• _ABOUT THIS TASK_: Exactly as they appear, restate the lines of the material, from the first through the one containing "use std::net::SocketAddr;".

• _EXERCISE MATERIAL_:

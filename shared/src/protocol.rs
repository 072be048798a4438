/// UDP port the plugs listen and answer on for discovery and control
pub const PLUG_PORT: u16 = 10000;

/// UDP port used by the factory AP-mode provisioning exchange
pub const SETUP_PORT: u16 = 48899;

/// Handshake that switches an unconfigured plug into AT command mode
pub const SETUP_HANDSHAKE: &str = "HF-A11ASSISTHREAD";

/// Acknowledgment expected after the handshake reply
pub const SETUP_ACK: &str = "+ok";

/// Name an auto-discovered plug gets: plug<index>
pub const AUTO_NAME_PREFIX: &str = "plug";

/// Spelling of the two plug states in events and status reports
pub fn state_name(on: bool) -> &'static str {
    if on {
        "on"
    } else {
        "off"
    }
}
//! The protocol engine: command dispatch, periodic discovery and
//! reconciliation, and inbound packet handling.
//!
//! The engine owns the registry and is driven from a single task, so no
//! locking is needed: on_packet() runs when the socket is readable,
//! on_tick() roughly once a second. Both rate-limit themselves and never
//! fail; send errors are logged and repaired by the next sweep.

use std::net::SocketAddr;
use chrono::{DateTime, Duration, Utc};
use shared::protocol::state_name;
use shared::types::{PlugDescriptor, PlugStatus};
use tokio::sync::mpsc;

use crate::codec;
use crate::events::PlugEvent;
use crate::registry::PlugRegistry;
use crate::transport::Transport;

/// Seconds between discovery broadcasts
const SENSE_INTERVAL: i64 = 30;

/// Seconds between reconciliation sweeps
const SWEEP_INTERVAL: i64 = 5;

/// A plug unheard from for this long (three discovery cycles) is silent
const SILENT_AFTER: i64 = 90;

/// Time source, swappable so tests can run on a simulated clock.
pub trait Clock {
    fn now(&self) -> DateTime<Utc>;
}

pub struct SystemClock;

impl Clock for SystemClock {
    fn now(&self) -> DateTime<Utc> {
        Utc::now()
    }
}

pub struct PlugEngine<T, C> {
    registry: PlugRegistry,
    transport: T,
    clock: C,
    events: mpsc::UnboundedSender<PlugEvent>,
    last_sense: Option<DateTime<Utc>>,
    last_sweep: Option<DateTime<Utc>>,
}

impl<T: Transport, C: Clock> PlugEngine<T, C> {
    pub fn new(
        descriptors: &[PlugDescriptor],
        transport: T,
        clock: C,
        events: mpsc::UnboundedSender<PlugEvent>,
    ) -> Self {
        Self {
            registry: PlugRegistry::from_config(descriptors),
            transport,
            clock,
            events,
            last_sense: None,
            last_sweep: None,
        }
    }

    pub fn registry(&self) -> &PlugRegistry {
        &self.registry
    }

    /// Rebuild the registry from fresh configuration. Must be called from
    /// the same task as on_packet/on_tick so no sweep runs mid-rebuild.
    pub fn refresh(&mut self, descriptors: &[PlugDescriptor]) {
        self.registry.refresh(descriptors);
        tracing::info!("registry rebuilt with {} configured plugs", self.registry.count());
    }

    pub fn live_config(&self) -> Vec<PlugDescriptor> {
        self.registry.live_config()
    }

    /// Per-plug status for the control surface. Unreachable plugs report
    /// their failure reason instead of a fabricated state.
    pub fn status(&self) -> Vec<PlugStatus> {
        (0..self.registry.count())
            .map(|i| PlugStatus {
                name: self.registry.name(i).to_string(),
                state: match self.registry.failure(i) {
                    Some(reason) => reason.to_string(),
                    None => state_name(self.registry.actual(i)).to_string(),
                },
                command: state_name(self.registry.commanded(i)).to_string(),
                pulse: self.registry.deadline(i),
            })
            .collect()
    }

    /// Drive one plug to the requested state, optionally for a limited
    /// number of seconds. Returns false for an unknown index.
    ///
    /// The command is always recorded; packets only go out if the plug has
    /// been seen on the network. An unreachable plug picks the command up
    /// through reconciliation once it reappears.
    pub fn set(&mut self, index: usize, state: bool, pulse_secs: u32) -> bool {
        let now = self.clock.now();
        let Some(plug) = self.registry.get_mut(index) else {
            return false;
        };
        plug.deadline = if pulse_secs > 0 {
            Some(now + Duration::seconds(i64::from(pulse_secs)))
        } else {
            None
        };
        plug.commanded = state;

        let name = plug.name.clone();
        let mac = plug.mac.clone();
        let target = plug.endpoint.filter(|_| plug.reachable());

        self.emit(PlugEvent::Set {
            name,
            state,
            pulse_secs,
        });
        if let Some(dest) = target {
            self.command_plug(&mac, dest, state);
        }
        true
    }

    /// Apply a command to the named plug, or to every plug for "all".
    /// Returns whether any plug matched.
    pub fn set_named(&mut self, name: &str, state: bool, pulse_secs: u32) -> bool {
        let mut found = false;
        for index in 0..self.registry.count() {
            if name == "all" || self.registry.name(index) == name {
                found |= self.set(index, state, pulse_secs);
            }
        }
        found
    }

    /// Periodic duties: broadcast a discovery probe every 30 seconds, and
    /// every 5 seconds sweep the registry to expire silent plugs, end
    /// pulses, and re-send commands that have not converged. Call roughly
    /// once a second; the internal periods are self-managed.
    pub fn on_tick(&mut self) {
        let now = self.clock.now();

        if self
            .last_sense
            .map_or(true, |t| now >= t + Duration::seconds(SENSE_INTERVAL))
        {
            self.last_sense = Some(now);
            if let Err(e) = self.transport.broadcast(&codec::SENSE) {
                tracing::warn!("discovery broadcast failed: {e}");
            }
        }

        if self
            .last_sweep
            .is_some_and(|t| now < t + Duration::seconds(SWEEP_INTERVAL))
        {
            return;
        }
        self.last_sweep = Some(now);

        for index in 0..self.registry.count() {
            self.sweep_plug(index, now);
        }
    }

    /// One reconciliation pass over one plug: silence detection, then pulse
    /// expiry, then convergence retry, in that order. An expired pulse is
    /// therefore retried toward off within the same pass.
    fn sweep_plug(&mut self, index: usize, now: DateTime<Utc>) {
        let mut pending = Vec::new();
        let mut retry = None;
        {
            let Some(plug) = self.registry.get_mut(index) else {
                return;
            };

            if plug
                .last_seen
                .is_some_and(|seen| seen < now - Duration::seconds(SILENT_AFTER))
            {
                pending.push(PlugEvent::Silent {
                    name: plug.name.clone(),
                    mac: plug.mac.clone(),
                });
                plug.last_seen = None;
            }

            if plug.deadline.is_some_and(|deadline| now >= deadline) {
                pending.push(PlugEvent::Reset {
                    name: plug.name.clone(),
                });
                plug.commanded = false;
                plug.deadline = None;
            }

            if plug.actual != plug.commanded && plug.reachable() {
                pending.push(PlugEvent::Retry {
                    name: plug.name.clone(),
                    state: plug.commanded,
                });
                retry = plug.endpoint.map(|dest| (plug.mac.clone(), dest, plug.commanded));
            }
        }
        for event in pending {
            self.emit(event);
        }
        if let Some((mac, dest, state)) = retry {
            self.command_plug(&mac, dest, state);
        }
    }

    /// Handle one inbound datagram. Unrecognized payloads are dropped;
    /// recognized ones refresh or create the matching registry entry.
    pub fn on_packet(&mut self, payload: &[u8], source: SocketAddr) {
        let Some(report) = codec::decode(payload) else {
            tracing::trace!("ignoring datagram from {source}: {}", hex::encode(payload));
            return;
        };
        let now = self.clock.now();

        let index = match self.registry.find_by_mac(&report.mac) {
            Some(index) => index,
            None => {
                let Some(index) = self.registry.register_discovered(&report.mac) else {
                    tracing::debug!("plug table full, ignoring device {}", report.mac);
                    return;
                };
                // Marking the new entry as seen right away keeps the same
                // packet from also producing a DETECTED event.
                if let Some(plug) = self.registry.get_mut(index) {
                    plug.last_seen = Some(now);
                }
                self.emit(PlugEvent::Added {
                    name: self.registry.name(index).to_string(),
                    mac: report.mac.clone(),
                });
                index
            }
        };

        let mut pending = Vec::new();
        if let Some(plug) = self.registry.get_mut(index) {
            if !plug.reachable() {
                pending.push(PlugEvent::Detected {
                    name: plug.name.clone(),
                    mac: plug.mac.clone(),
                });
            }
            plug.last_seen = Some(now);
            if plug.actual != report.on {
                pending.push(PlugEvent::Changed {
                    name: plug.name.clone(),
                    from: plug.actual,
                    to: report.on,
                });
                plug.actual = report.on;
            }
            plug.endpoint = Some(source);
        }
        for event in pending {
            self.emit(event);
        }
    }

    fn command_plug(&self, mac: &str, dest: SocketAddr, state: bool) {
        self.transmit(&codec::subscribe(mac), dest);
        self.transmit(&codec::control(mac, state), dest);
    }

    fn transmit(&self, payload: &[u8], dest: SocketAddr) {
        tracing::debug!("sending {} to {dest}", hex::encode(payload));
        if let Err(e) = self.transport.send(payload, dest) {
            tracing::warn!("send to {dest} failed: {e}");
        }
    }

    fn emit(&self, event: PlugEvent) {
        // The consumer outliving the engine is the daemon's problem, not ours
        let _ = self.events.send(event);
    }
}
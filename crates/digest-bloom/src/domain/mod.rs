//! Domain Layer - Pure filter logic
//!
//! This layer contains:
//! - Core Bloom filter implementation
//! - Growable bit state (big-integer view)
//! - Hash to bit index mapping
//! - Configuration
//!
//! RULES:
//! - No I/O operations
//! - No async code
//! - Pure functions where possible

pub mod bits;
pub mod bloom_filter;
pub mod config;
pub mod hash_index;

pub use bits::FilterBits;
pub use bloom_filter::{BloomFilter, TestOutcome};
pub use config::{FilterConfig, DEFAULT_MAX_BITS, MAX_BITS_ENV};
pub use hash_index::{bit_index, truncate_hash, INDEX_BYTES};
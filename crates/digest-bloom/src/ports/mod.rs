//! Ports Layer
//!
//! Defines the capability the filter depends on:
//! - Driven Ports (outbound) - payload hashing supplied by the caller

pub mod outbound;

pub use outbound::Hasher;
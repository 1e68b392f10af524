//! Adapters Layer
//!
//! Ready-made implementations of the [`Hasher`](crate::ports::Hasher) port.

pub mod fn_hasher;

pub use fn_hasher::{hasher_fn, FnHasher, NoHasher};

• _ANSWER TO THIS PROBLEM_:
filename shared/src/protocol.rs
repository 072be048798a4438
/// UDP port the plugs listen and answer on for discovery and control
pub const PLUG_PORT: u16 = 10000;

/// UDP port used by the factory AP-mode provisioning exchange
pub const SETUP_PORT: u16 = 48899;

/// Handshake that switches an unconfigured plug into AT command mode
pub const SETUP_HANDSHAKE: &str = "HF-A11ASSISTHREAD";

/// Acknowledgment expected after the handshake reply
pub const SETUP_ACK: &str = "+ok";

/// Name an auto-discovered plug gets: plug<index>
pub const AUTO_NAME_PREFIX: &str = "plug";

/// Spelling of the two plug states in events and status reports
pub fn state_name(on: bool) -> &'static str {
    if on {
        "on"
    } else {
        "off"
    }
}
//! The protocol engine: command dispatch, periodic discovery and
//! reconciliation, and inbound packet handling.
//!
//! The engine owns the registry and is driven from a single task, so no
//! locking is needed: on_packet() runs when the socket is readable,
//! on_tick() roughly once a second. Both rate-limit themselves and never
//! fail; send errors are logged and repaired by the next sweep.

use std::net::SocketAddr;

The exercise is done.